Coordinated and cell-specific regulation of membrane type matrix metalloproteinase 1 (MT1-MMP) and its substrate matrix metalloproteinase 2 (MMP-2) by physiological signals during follicular development and ovulation.

In the ovary, extensive tissue remodeling is required during both follicular development and the break down of the follicular wall at the time of ovulation. Extracellular proteases such as serine proteases and matrix metalloproteinases (MMPs) are thought to play pivotal roles in these processes. In this paper, we have used in situ hybridization to study the regulation and distribution of mRNA coding for MMP-2 (gelatinase A) and its cell surface activator membrane-type MMP1 (MT1-MMP) during gonadotropin induced ovulation in the rat. In ovaries of untreated immature (23 day old) rats, the levels of MT1-MMP and MMP-2 mRNA were low.

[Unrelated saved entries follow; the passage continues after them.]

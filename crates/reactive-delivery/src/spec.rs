use std::collections::{HashMap, HashSet};

use serde::{Deserialize, Serialize};

use crate::{Scenario, ScenarioError};

/// Allowed excess of the per-city task probability total over 1.
pub(crate) const PROB_TOLERANCE: f64 = 1e-9;

#[derive(Debug, Clone, Serialize, Deserialize)]
#[serde(rename_all = "kebab-case", deny_unknown_fields)]
/// Serializable delivery scenario: topology, task distribution and fleet.
pub struct ScenarioSpec {
    /// Schema version for future compatibility checks.
    #[serde(default, skip_serializing_if = "Option::is_none")]
    pub version: Option<u32>,
    /// City names, in the order states are enumerated.
    pub cities: Vec<String>,
    pub roads: Vec<RoadSpec>,
    /// Task offers. Missing pairs have probability 0; the remainder per city is "no task".
    #[serde(default)]
    pub tasks: Vec<TaskSpec>,
    pub vehicles: Vec<VehicleSpec>,
}

#[derive(Debug, Clone, Serialize, Deserialize)]
#[serde(rename_all = "kebab-case", deny_unknown_fields)]
/// A road between two cities. Roads are two-way unless `one-way` is set.
pub struct RoadSpec {
    pub from: String,
    pub to: String,
    pub distance: f64,
    #[serde(default, skip_serializing_if = "std::ops::Not::not")]
    pub one_way: bool,
}

#[derive(Debug, Clone, Serialize, Deserialize)]
#[serde(rename_all = "kebab-case", deny_unknown_fields)]
/// Probability that `from` offers a task to `to`, and its expected reward.
pub struct TaskSpec {
    pub from: String,
    pub to: String,
    pub probability: f64,
    pub reward: f64,
}

#[derive(Debug, Clone, Serialize, Deserialize)]
#[serde(rename_all = "kebab-case", deny_unknown_fields)]
pub struct VehicleSpec {
    pub name: String,
    pub cost_per_km: f64,
}

impl ScenarioSpec {
    /// Validate names, ranges and probability totals.
    /// Reachability needs the road graph and is checked by `compile`.
    pub fn validate(&self) -> Result<(), ScenarioError> {
        if self.cities.is_empty() {
            return Err(ScenarioError::NoCities);
        }

        let mut names = HashSet::with_capacity(self.cities.len());
        for city in &self.cities {
            if !names.insert(city.as_str()) {
                return Err(ScenarioError::DuplicateCity { city: city.clone() });
            }
        }

        let known = |context: &str, city: &str| {
            if names.contains(city) {
                Ok(())
            } else {
                Err(ScenarioError::UnknownCity {
                    context: context.to_string(),
                    city: city.to_string(),
                })
            }
        };

        for road in &self.roads {
            known("road", &road.from)?;
            known("road", &road.to)?;
            if road.from == road.to {
                return Err(ScenarioError::SelfLoop {
                    city: road.from.clone(),
                });
            }
            if !road.distance.is_finite() || road.distance < 0.0 {
                return Err(ScenarioError::InvalidDistance {
                    from: road.from.clone(),
                    to: road.to.clone(),
                    value: road.distance,
                });
            }
        }

        let mut pairs = HashSet::with_capacity(self.tasks.len());
        let mut totals: HashMap<&str, f64> = HashMap::new();
        for task in &self.tasks {
            known("task", &task.from)?;
            known("task", &task.to)?;
            if task.from == task.to {
                return Err(ScenarioError::SelfTask {
                    city: task.from.clone(),
                });
            }
            if !pairs.insert((task.from.as_str(), task.to.as_str())) {
                return Err(ScenarioError::DuplicateTask {
                    from: task.from.clone(),
                    to: task.to.clone(),
                });
            }
            if !task.probability.is_finite() || !(0.0..=1.0).contains(&task.probability) {
                return Err(ScenarioError::InvalidProbability {
                    from: task.from.clone(),
                    to: task.to.clone(),
                    value: task.probability,
                });
            }
            if !task.reward.is_finite() || task.reward < 0.0 {
                return Err(ScenarioError::InvalidReward {
                    from: task.from.clone(),
                    to: task.to.clone(),
                    value: task.reward,
                });
            }
            *totals.entry(task.from.as_str()).or_insert(0.0) += task.probability;
        }

        // Offers in a city are mutually exclusive; whatever is left is the no-task case.
        for city in &self.cities {
            let sum = totals.get(city.as_str()).copied().unwrap_or(0.0);
            if sum > 1.0 + PROB_TOLERANCE {
                return Err(ScenarioError::ProbabilitySum {
                    city: city.clone(),
                    sum,
                    tolerance: PROB_TOLERANCE,
                });
            }
        }

        if self.vehicles.is_empty() {
            return Err(ScenarioError::EmptyFleet);
        }
        for vehicle in &self.vehicles {
            if !vehicle.cost_per_km.is_finite() || vehicle.cost_per_km < 0.0 {
                return Err(ScenarioError::InvalidVehicleCost {
                    vehicle: vehicle.name.clone(),
                    value: vehicle.cost_per_km,
                });
            }
        }

        Ok(())
    }

    /// Compile this spec into the adapters the planner consumes.
    pub fn compile(&self) -> Result<Scenario, ScenarioError> {
        Scenario::from_spec(self)
    }
}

MMP-2 mRNA was found in theca-interstitial cells while MT1-MMP mRNA was found in both granulosa and theca-interstitial cells and both messages were induced after stimulation with PMSG. After an ovulatory dose of hCG, the expression of MT1-MMP was dramatically down regulated in the granulosa cell layers of large preovulatory follicles but the expression remained and appeared to be up regulated together with MMP-2 in the theca-interstitial cells surrounding the large preovulatory follicles. The expression kinetics and tissue distribution supports the notion that MT1-MMP may have dual functions in the ovary. Initially MT1-MMP may act as a matrix degrading protease inside the follicle during follicular development and later, just prior to ovulation, as an activator of proMMP-2 in theca-interstitial cells surrounding preovulatory follicles.